An AP photo from the sand storm in Beijing. When the air tastes like sea water!

Here in Nkob we've had two days of a sandstorm. It comes and goes but a mile away in any direction and everything beyond that has disappeared. I spent 40 minutes yesterday washing my 5 tshirts in the aqueducts down the line from my host mom Aicha, host sister Ilhem and a couple of other ladies. Osama and Jamal were cleaning some kind of tarp (Osama is 7 maybe) and he looked up and yelled: Walu! Because everywhere around us there was just palm trees and nothing, walu, other than our tubs and the pack of Tide soap. It was like it had all been eaten up, or else we had fallen into a dream world that was still being created.

A while back in our Nintendo 64 days there was a game called Turok, and the graphics were good up close, but anything far away disappeared into a haze. This is a bit like being in a sand storm. It was bad enough one day that

Using my new blue turban I went running today, and since there wasn't much too see, the best thing is to wrap the fabric over your whole face and head. And the material is thin enough that you can still see to aim where you are going. So I ran 10 K today and I looked like this lady.

A few weeks ago and I was in Tinjdad with Sam and Will. Sam and I have turbans --or a turban substitute, the Buff--and you just pull it over your eyes. But Will didnt so it looked like he was escorting too giant, 6 feet tall -burn patients , or else maybe two Invisible Men. Not sure if there is a picture of that floating around anywhere, but it's pretty common enough occurrence all year long here.
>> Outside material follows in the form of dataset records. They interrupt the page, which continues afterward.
//! Tests for the directory-to-tree builder.

use std::fs;
use std::path::Path;
use std::rc::Rc;

use lattice_lib::{BuildScope, NodeClass, Property, Runtime};

fn write(dir: &Path, rel: &str, contents: &str) {
  let path = dir.join(rel);
  if let Some(parent) = path.parent() {
    fs::create_dir_all(parent).unwrap();
  }
  fs::write(path, contents).unwrap();
}

fn scope_for(dir: &Path) -> (Rc<Runtime>, BuildScope) {
  let runtime = Runtime::new().unwrap();
  let scope = runtime.create_scope(dir).unwrap();
  (runtime, scope)
}

#[test]
fn extensions_map_to_classes() {
  let dir = tempfile::tempdir().unwrap();
  write(dir.path(), "main.client.lua", "return nil\n");
  write(dir.path(), "boot.server.lua", "return nil\n");
  write(dir.path(), "util.lua", "return {}\n");
  write(dir.path(), "notes.txt", "hello\n");
  write(dir.path(), "strings.csv", "key,value\ngreet,hi\n");
  write(dir.path(), "sub/leaf.lua", "return 1\n");

  let (_runtime, scope) = scope_for(dir.path());
  let root = scope.reify(None).unwrap();

  assert_eq!(root.class(), NodeClass::Folder);
  assert_eq!(
    root.find_child("main").unwrap().class(),
    NodeClass::ClientScript
  );
  assert_eq!(
    root.find_child("boot").unwrap().class(),
    NodeClass::ServerScript
  );
  assert_eq!(
    root.find_child("util").unwrap().class(),
    NodeClass::ModuleScript
  );

  let notes = root.find_child("notes").unwrap();
  assert_eq!(notes.class(), NodeClass::StringValue);
  assert_eq!(
    notes.property("Value"),
    Some(Property::String("hello\n".to_string()))
  );

  let strings = root.find_child("strings").unwrap();
  assert_eq!(strings.class(), NodeClass::LocalizationTable);
  assert_eq!(
    strings.property("Contents"),
    Some(Property::String("key,value\ngreet,hi\n".to_string()))
  );

  let sub = root.find_child("sub").unwrap();
  assert_eq!(sub.class(), NodeClass::Folder);
  assert!(sub.find_child("leaf").is_some());
}

#[test]
fn multi_dot_stems_keep_their_extended_name() {
  let dir = tempfile::tempdir().unwrap();
  write(dir.path(), "util.spec.lua", "return {}\n");

  let (_runtime, scope) = scope_for(dir.path());
  let root = scope.reify(None).unwrap();

  assert!(root.find_child("util.spec").is_some());
}

#[test]
fn init_scripts_promote_their_directory() {
  let dir = tempfile::tempdir().unwrap();
  write(dir.path(), "pkg/init.lua", "return 'pkg'\n");
  write(dir.path(), "pkg/helper.lua", "return {}\n");
  write(dir.path(), "app/init.client.lua", "started = true\n");

  let (runtime, scope) = scope_for(dir.path());
  let root = scope.reify(None).unwrap();

  let pkg = root.find_child("pkg").unwrap();
  assert_eq!(pkg.class(), NodeClass::ModuleScript);
  assert!(pkg.find_child("helper").is_some());
  // The init file backs the directory node instead of becoming a child.
  assert!(pkg.find_child("init").is_none());

  let app = root.find_child("app").unwrap();
  assert_eq!(app.class(), NodeClass::ClientScript);

  // The promoted node is runnable like any script unit.
  let unit = runtime.unit_for(&pkg).unwrap();
  let value: String = unit
    .run(runtime.lua())
    .unwrap()
    .as_string_lossy()
    .unwrap()
    .to_string();
  assert_eq!(value, "pkg");
}

#[test]
fn init_meta_decorates_plain_directories() {
  let dir = tempfile::tempdir().unwrap();
  write(
    dir.path(),
    "props/init.meta.json",
    r#"{ "properties": { "Level": 3 } }"#,
  );
  write(
    dir.path(),
    "typed/init.meta.json",
    r#"{ "className": "Lighting" }"#,
  );

  let (_runtime, scope) = scope_for(dir.path());
  let root = scope.reify(None).unwrap();

  let props = root.find_child("props").unwrap();
  assert_eq!(props.class(), NodeClass::Folder);
  assert_eq!(props.property("Level"), Some(Property::Number(3.0)));

  let typed = root.find_child("typed").unwrap();
  assert_eq!(typed.class(), NodeClass::Other("Lighting".to_string()));
}

#[test]
fn class_reassignment_of_a_script_directory_is_fatal() {
  let dir = tempfile::tempdir().unwrap();
  write(dir.path(), "pkg/init.client.lua", "return nil\n");
  write(
    dir.path(),
    "pkg/init.meta.json",
    r#"{ "className": "Folder" }"#,
  );

  let (_runtime, scope) = scope_for(dir.path());
  let err = scope.reify(None).unwrap_err();
  assert!(err.to_string().contains("cannot reassign the class"));
}

#[test]
fn sibling_meta_applies_properties_to_scripts() {
  let dir = tempfile::tempdir().unwrap();
  write(dir.path(), "mod.lua", "return {}\n");
  write(
    dir.path(),
    "mod.meta.json",
    r#"{ "properties": { "Pinned": true } }"#,
  );

  let (_runtime, scope) = scope_for(dir.path());
  let root = scope.reify(None).unwrap();

  let node = root.find_child("mod").unwrap();
  assert_eq!(node.class(), NodeClass::ModuleScript);
  assert_eq!(node.property("Pinned"), Some(Property::Bool(true)));
  // The meta file itself never becomes a node.
  assert!(root.find_child("mod.meta").is_none());
}

#[test]
fn sibling_meta_cannot_change_a_script_class() {
  let dir = tempfile::tempdir().unwrap();
  write(dir.path(), "mod.lua", "return {}\n");
  write(
    dir.path(),
    "mod.meta.json",
    r#"{ "className": "StringValue" }"#,
  );

  let (_runtime, scope) = scope_for(dir.path());
  let err = scope.reify(None).unwrap_err();
  assert!(err.to_string().contains("cannot reassign the class"));
}

#[test]
fn malformed_metadata_is_reported_with_its_path() {
  let dir = tempfile::tempdir().unwrap();
  write(dir.path(), "bad/init.meta.json", "{ not json");

  let (_runtime, scope) = scope_for(dir.path());
  let err = scope.reify(None).unwrap_err();
  let message = err.to_string();
  assert!(message.contains("invalid metadata"), "{message}");
  assert!(message.contains("init.meta.json"), "{message}");
}

#[test]
fn unrecognized_files_are_skipped() {
  let dir = tempfile::tempdir().unwrap();
  write(dir.path(), "README.md", "# hi\n");
  write(dir.path(), "util.lua", "return {}\n");

  let (_runtime, scope) = scope_for(dir.path());
  let root = scope.reify(None).unwrap();

  assert_eq!(root.children().len(), 1);
  assert!(root.find_child("util").is_some());
}

#[test]
fn model_files_build_node_trees() {
  let dir = tempfile::tempdir().unwrap();
  write(
    dir.path(),
    "assets.model.json",
    r#"{
      "className": "Folder",
      "children": [
        { "className": "StringValue", "name": "motd", "properties": { "Value": "welcome" } }
      ]
    }"#,
  );

  let (_runtime, scope) = scope_for(dir.path());
  let root = scope.reify(None).unwrap();

  let assets = root.find_child("assets").unwrap();
  assert_eq!(assets.class(), NodeClass::Folder);

  let motd = assets.find_child("motd").unwrap();
  assert_eq!(motd.class(), NodeClass::StringValue);
  assert_eq!(
    motd.property("Value"),
    Some(Property::String("welcome".to_string()))
  );
}

#[test]
fn json_modules_decode_on_require() {
  let dir = tempfile::tempdir().unwrap();
  write(dir.path(), "config.json", r#"{ "name": "app", "count": 3 }"#);
  write(
    dir.path(),
    "main.lua",
    "local config = require(script.parent:child('config'))\nreturn config.name .. tostring(config.count)\n",
  );

  let (runtime, scope) = scope_for(dir.path());
  let root = scope.reify(None).unwrap();

  let config = root.find_child("config").unwrap();
  assert_eq!(config.class(), NodeClass::ModuleScript);

  let unit = runtime.unit_for(&root.find_child("main").unwrap()).unwrap();
  let value: String = unit
    .run(runtime.lua())
    .unwrap()
    .as_string_lossy()
    .unwrap()
    .to_string();
  assert_eq!(value, "app3");
}

#[test]
fn reify_attaches_under_a_given_parent() {
  let dir = tempfile::tempdir().unwrap();
  write(dir.path(), "util.lua", "return {}\n");

  let (_runtime, scope) = scope_for(dir.path());
  let parent = lattice_lib::Node::new("workspace", NodeClass::Folder);
  let root = scope.reify(Some(&parent)).unwrap();

  assert_eq!(parent.children().len(), 1);
  assert!(root.full_name().starts_with("workspace."));
}

#[test]
fn children_are_visited_in_sorted_order() {
  let dir = tempfile::tempdir().unwrap();
  write(dir.path(), "zeta.lua", "return 1\n");
  write(dir.path(), "alpha.lua", "return 1\n");
  write(dir.path(), "mid.lua", "return 1\n");

  let (_runtime, scope) = scope_for(dir.path());
  let root = scope.reify(None).unwrap();

  let names: Vec<String> = root.children().iter().map(|child| child.name()).collect();
  assert_eq!(names, ["alpha", "mid", "zeta"]);
}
Next blog post will be called 'Five Years ago part 1' all about the MdS, and why it's a major reason that I'm here. Then I will be able to tell you all about spring camp which starts in four days! It will be me, 7 other PCVs and about 100 Moroccan kids in an amazing tour de force experience for all of us, located about an hour from the Mediterranean and a few steps from the Algerian border in a place called Oujda.

Peace and love!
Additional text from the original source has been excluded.